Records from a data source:
_____

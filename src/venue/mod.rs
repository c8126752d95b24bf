pub mod abi;
pub mod adapter;
pub mod balancer;
pub mod common;
pub mod curve;
pub mod lido;
pub mod uniswap;

#[cfg(test)]
pub(crate) mod mock;

pub use adapter::{AdapterContext, execute_hop, plan_hop};
pub use common::{
    CURVE_NATIVE_COIN, Chain, HopPlan, NATIVE_ASSET, ShareAssets, SnapshotId, VenueCall,
    VenueError,
};
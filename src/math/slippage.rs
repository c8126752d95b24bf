use alloy_primitives::U256;

use crate::math::common::{BPS_DENOMINATOR, MathError, mul_div_floor};

/// Returns the smallest acceptable output for `quoted` when `tolerance_bps` of it may be lost,
/// rounding down.
///
/// The result is meant for [`ConversionRequest::with_min_output`](crate::router::ConversionRequest::with_min_output).
pub fn min_output_with_slippage(quoted: U256, tolerance_bps: u16) -> Result<U256, MathError> {
    if tolerance_bps > BPS_DENOMINATOR {
        return Err(MathError::ToleranceOutOfRange(tolerance_bps));
    }
    mul_div_floor(
        quoted,
        U256::from(BPS_DENOMINATOR - tolerance_bps),
        U256::from(BPS_DENOMINATOR),
    )
}
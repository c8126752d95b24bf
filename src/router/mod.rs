pub mod common;
pub mod engine;
pub mod native;
pub mod registry;

pub use common::{ConversionReceipt, ConversionRequest, HopReceipt, Route, RouterError};
pub use engine::ConversionEngine;
pub use native::NativeBoundary;
pub use registry::{RegistryError, RouteRegistry};
//! Configuration file loading
//!
//! A config file is TOML with an optional `[simulator]` table and an
//! optional `[counter]` table:
//!
//! ```toml
//! [simulator]
//! seed = 7
//! threads = 16
//! ops_per_thread = 5000
//! mode = "guarded"
//!
//! [counter]
//! label = "cats_alive"
//! overflow = "saturate"
//! ```
//!
//! Command-line flags win over file values.

use serde::{Deserialize, Serialize};
use std::path::{Path, PathBuf};
use tally_core::CounterConfig;
use tally_harness::{CounterMode, SimulatorConfig};

/// Errors while loading a configuration file
#[derive(Debug, thiserror::Error)]
pub enum ConfigError {
    /// File could not be read
    #[error("io error reading {path}: {source}")]
    Io {
        path: PathBuf,
        #[source]
        source: std::io::Error,
    },

    /// File is not valid TOML for this schema
    #[error("invalid config in {path}: {source}")]
    Parse {
        path: PathBuf,
        #[source]
        source: toml::de::Error,
    },
}

/// Contents of a config file
#[derive(Debug, Clone, Default, PartialEq, Eq, Serialize, Deserialize)]
#[serde(default)]
pub struct FileConfig {
    /// Simulator settings
    pub simulator: SimulatorConfig,
    /// Counter settings; replaces `simulator.counter` when present
    pub counter: Option<CounterConfig>,
}

impl FileConfig {
    /// Parse TOML text
    ///
    /// # Errors
    /// `ConfigError::Parse` with `origin` as the reported path.
    pub fn from_toml(text: &str, origin: impl Into<PathBuf>) -> Result<Self, ConfigError> {
        toml::from_str(text).map_err(|source| ConfigError::Parse {
            path: origin.into(),
            source,
        })
    }

    /// Merge with command-line overrides into the final simulator config
    #[must_use]
    pub fn into_simulator(self, overrides: &SimulateOverrides) -> SimulatorConfig {
        let mut config = self.simulator;
        if let Some(counter) = self.counter {
            config.counter = counter;
        }
        if let Some(seed) = overrides.seed {
            config.seed = seed;
        }
        if let Some(threads) = overrides.threads {
            config.threads = threads;
        }
        if let Some(ops) = overrides.ops_per_thread {
            config.ops_per_thread = ops;
        }
        if let Some(dwell_us) = overrides.dwell_us {
            config.dwell_us = dwell_us;
        }
        if overrides.unguarded {
            config.mode = CounterMode::Unguarded;
        }
        if overrides.stop_on_violation {
            config.stop_on_first_violation = true;
        }
        config
    }
}

/// Simulator flags given on the command line
#[derive(Debug, Clone, Default, PartialEq, Eq)]
pub struct SimulateOverrides {
    /// `--seed`
    pub seed: Option<u64>,
    /// `--threads`
    pub threads: Option<usize>,
    /// `--ops`
    pub ops_per_thread: Option<u64>,
    /// `--dwell-us`
    pub dwell_us: Option<u64>,
    /// `--unguarded`
    pub unguarded: bool,
    /// `--stop-on-violation`
    pub stop_on_violation: bool,
}

/// Read and parse a config file
///
/// # Errors
/// `ConfigError::Io` if the file cannot be read, `ConfigError::Parse` if
/// it is not valid.
pub fn load_config(path: &Path) -> Result<FileConfig, ConfigError> {
    let text = std::fs::read_to_string(path).map_err(|source| ConfigError::Io {
        path: path.to_path_buf(),
        source,
    })?;
    let config = FileConfig::from_toml(&text, path)?;
    tracing::debug!(path = %path.display(), "loaded config file");
    Ok(config)
}

#[cfg(test)]
mod tests {
    use super::*;
    use tally_core::OverflowPolicy;

    #[test]
    fn empty_file_is_default() {
        let config = FileConfig::from_toml("", "empty.toml").unwrap();
        assert_eq!(config, FileConfig::default());
    }

    #[test]
    fn counter_table_replaces_simulator_counter() {
        let text = r#"
            [simulator]
            threads = 3

            [counter]
            label = "cats"
            overflow = "wrap"
        "#;
        let merged = FileConfig::from_toml(text, "t.toml")
            .unwrap()
            .into_simulator(&SimulateOverrides::default());
        assert_eq!(merged.threads, 3);
        assert_eq!(merged.counter.label, "cats");
        assert_eq!(merged.counter.overflow, OverflowPolicy::Wrap);
    }

    #[test]
    fn flags_override_file() {
        let text = "[simulator]\nseed = 1\nthreads = 2\n";
        let overrides = SimulateOverrides {
            seed: Some(99),
            unguarded: true,
            ..SimulateOverrides::default()
        };
        let merged = FileConfig::from_toml(text, "t.toml")
            .unwrap()
            .into_simulator(&overrides);
        assert_eq!(merged.seed, 99);
        assert_eq!(merged.threads, 2);
        assert_eq!(merged.mode, CounterMode::Unguarded);
    }

    #[test]
    fn unknown_mode_is_parse_error() {
        let err = FileConfig::from_toml("[simulator]\nmode = \"sideways\"\n", "bad.toml")
            .unwrap_err();
        assert!(matches!(err, ConfigError::Parse { .. }));
        assert!(err.to_string().contains("bad.toml"));
    }
}
//! Stress and exclusion runs
//!
//! `run_stress` is the "no lost updates" property at scale: N threads,
//! M increments each, the final value must be N x M. `run_probe` is the
//! instrumented mutual-exclusion check: every thread performs one slow
//! increment and the probe reports whether any of them overlapped.

use crate::error::HarnessError;
use crate::probe::OverlapProbe;
use crate::racy::RacyCounter;
use crate::simulator::CounterMode;
use crate::target::SharedCounter;
use serde::{Deserialize, Serialize};
use std::sync::{Arc, Barrier};
use std::thread;
use std::time::{Duration, Instant};
use tally_core::{AsyncGuardedCounter, GuardedCounter};
use tokio::task::JoinSet;

/// Stress run results
#[derive(Debug, Clone, PartialEq, Serialize, Deserialize)]
pub struct StressReport {
    pub workers: usize,
    pub iterations: usize,
    pub expected: i64,
    pub final_value: i64,
    pub contended: u64,
    pub elapsed_ms: u64,
    pub ops_per_sec: f64,
    pub success: bool,
}

impl StressReport {
    fn new(workers: usize, iterations: usize, final_value: i64, contended: u64, elapsed: Duration) -> Self {
        let total = workers.saturating_mul(iterations);
        let expected = i64::try_from(total).unwrap_or(i64::MAX);
        let secs = elapsed.as_secs_f64();
        Self {
            workers,
            iterations,
            expected,
            final_value,
            contended,
            elapsed_ms: u64::try_from(elapsed.as_millis()).unwrap_or(u64::MAX),
            ops_per_sec: if secs > 0.0 { total as f64 / secs } else { 0.0 },
            success: final_value == expected,
        }
    }
}

/// `threads` x `iterations` increments on one [`GuardedCounter`]
///
/// # Errors
/// - `HarnessError::InvalidConfig` for zero threads
/// - `HarnessError::Counter` if an increment is rejected
/// - `HarnessError::WorkerPanicked` if a worker panics
pub fn run_stress(threads: usize, iterations: usize) -> Result<StressReport, HarnessError> {
    if threads == 0 {
        return Err(HarnessError::invalid_config("threads must be at least 1"));
    }

    let counter = GuardedCounter::new();
    let barrier = Barrier::new(threads);
    let start = Instant::now();

    thread::scope(|scope| {
        let handles: Vec<_> = (0..threads)
            .map(|_| {
                let (counter, barrier) = (&counter, &barrier);
                scope.spawn(move || {
                    barrier.wait();
                    (0..iterations).try_for_each(|_| counter.increment())
                })
            })
            .collect();

        handles
            .into_iter()
            .enumerate()
            .try_for_each(|(idx, handle)| {
                handle.join().map_err(|_| HarnessError::WorkerPanicked(idx))??;
                Ok::<_, HarnessError>(())
            })
    })?;

    let report = StressReport::new(
        threads,
        iterations,
        counter.read(),
        counter.stats().contended,
        start.elapsed(),
    );
    tracing::info!(
        threads,
        iterations,
        final_value = report.final_value,
        elapsed_ms = report.elapsed_ms,
        "stress run finished"
    );
    Ok(report)
}

/// `tasks` x `iterations` increments on one [`AsyncGuardedCounter`]
///
/// Tasks are spawned on the current tokio runtime.
///
/// # Errors
/// As for [`run_stress`].
pub async fn run_async_stress(tasks: usize, iterations: usize) -> Result<StressReport, HarnessError> {
    if tasks == 0 {
        return Err(HarnessError::invalid_config("tasks must be at least 1"));
    }

    let counter = Arc::new(AsyncGuardedCounter::new());
    let start = Instant::now();

    let mut set = JoinSet::new();
    for idx in 0..tasks {
        let counter = Arc::clone(&counter);
        set.spawn(async move {
            for _ in 0..iterations {
                counter.increment().await?;
            }
            Ok::<_, HarnessError>(idx)
        });
    }
    while let Some(joined) = set.join_next().await {
        // JoinError carries no index; report the count still running.
        joined.map_err(|_| HarnessError::WorkerPanicked(set.len()))??;
    }

    let report = StressReport::new(
        tasks,
        iterations,
        counter.read().await,
        counter.stats().await.contended,
        start.elapsed(),
    );
    tracing::info!(
        tasks,
        iterations,
        final_value = report.final_value,
        elapsed_ms = report.elapsed_ms,
        "async stress run finished"
    );
    Ok(report)
}

/// Mutual-exclusion probe results
#[derive(Debug, Clone, PartialEq, Eq, Serialize, Deserialize)]
pub struct ProbeReport {
    pub mode: CounterMode,
    pub threads: usize,
    pub dwell_us: u64,
    pub overlaps: u64,
    pub max_concurrency: usize,
    pub expected: i64,
    pub final_value: i64,
}

impl ProbeReport {
    /// Increments that were overwritten by a concurrent step
    #[inline]
    #[must_use]
    pub fn lost_updates(&self) -> i64 {
        self.expected - self.final_value
    }

    /// No overlapping windows and nothing lost
    #[inline]
    #[must_use]
    pub fn passed(&self) -> bool {
        self.overlaps == 0 && self.lost_updates() == 0
    }
}

/// One slow increment per thread, all released together
///
/// Each increment reads, sleeps `dwell`, then writes. With the guard the
/// windows line up one after another; without it they pile on top of each
/// other and most increments are lost.
///
/// # Errors
/// As for [`run_stress`].
pub fn run_probe(
    mode: CounterMode,
    threads: usize,
    dwell: Duration,
) -> Result<ProbeReport, HarnessError> {
    if threads == 0 {
        return Err(HarnessError::invalid_config("threads must be at least 1"));
    }

    match mode {
        CounterMode::Guarded => probe_with(&GuardedCounter::new(), mode, threads, dwell),
        CounterMode::Unguarded => probe_with(&RacyCounter::new(), mode, threads, dwell),
    }
}

fn probe_with<C: SharedCounter>(
    counter: &C,
    mode: CounterMode,
    threads: usize,
    dwell: Duration,
) -> Result<ProbeReport, HarnessError> {
    let probe = OverlapProbe::new();
    let barrier = Barrier::new(threads);

    thread::scope(|scope| {
        let handles: Vec<_> = (0..threads)
            .map(|_| {
                let (probe, barrier) = (&probe, &barrier);
                scope.spawn(move || {
                    barrier.wait();
                    counter.increment(probe, dwell)
                })
            })
            .collect();

        handles
            .into_iter()
            .enumerate()
            .try_for_each(|(idx, handle)| {
                handle.join().map_err(|_| HarnessError::WorkerPanicked(idx))?
            })
    })?;

    let report = ProbeReport {
        mode,
        threads,
        dwell_us: u64::try_from(dwell.as_micros()).unwrap_or(u64::MAX),
        overlaps: probe.overlaps(),
        max_concurrency: probe.max_concurrency(),
        expected: i64::try_from(threads).unwrap_or(i64::MAX),
        final_value: counter.read(),
    };
    tracing::info!(
        counter = counter.name(),
        overlaps = report.overlaps,
        lost = report.lost_updates(),
        "probe run finished"
    );
    Ok(report)
}

#[cfg(test)]
mod tests {
    use super::*;

    #[test]
    fn stress_rejects_zero_threads() {
        assert!(matches!(
            run_stress(0, 10),
            Err(HarnessError::InvalidConfig(_))
        ));
    }

    #[test]
    fn small_stress_run() {
        let report = run_stress(4, 250).unwrap();
        assert!(report.success);
        assert_eq!(report.expected, 1000);
        assert_eq!(report.final_value, 1000);
    }

    #[test]
    fn zero_iterations_is_trivially_exact() {
        let report = run_stress(3, 0).unwrap();
        assert!(report.success);
        assert_eq!(report.final_value, 0);
    }

    #[test]
    fn probe_report_accounting() {
        let report = ProbeReport {
            mode: CounterMode::Unguarded,
            threads: 8,
            dwell_us: 100,
            overlaps: 3,
            max_concurrency: 4,
            expected: 8,
            final_value: 5,
        };
        assert_eq!(report.lost_updates(), 3);
        assert!(!report.passed());
    }
}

_____

What to produce:
Every line holding the word "success" should be copied out of the records above.

Result:
    pub success: bool,
            success: final_value == expected,
        assert!(report.success);
        assert!(report.success);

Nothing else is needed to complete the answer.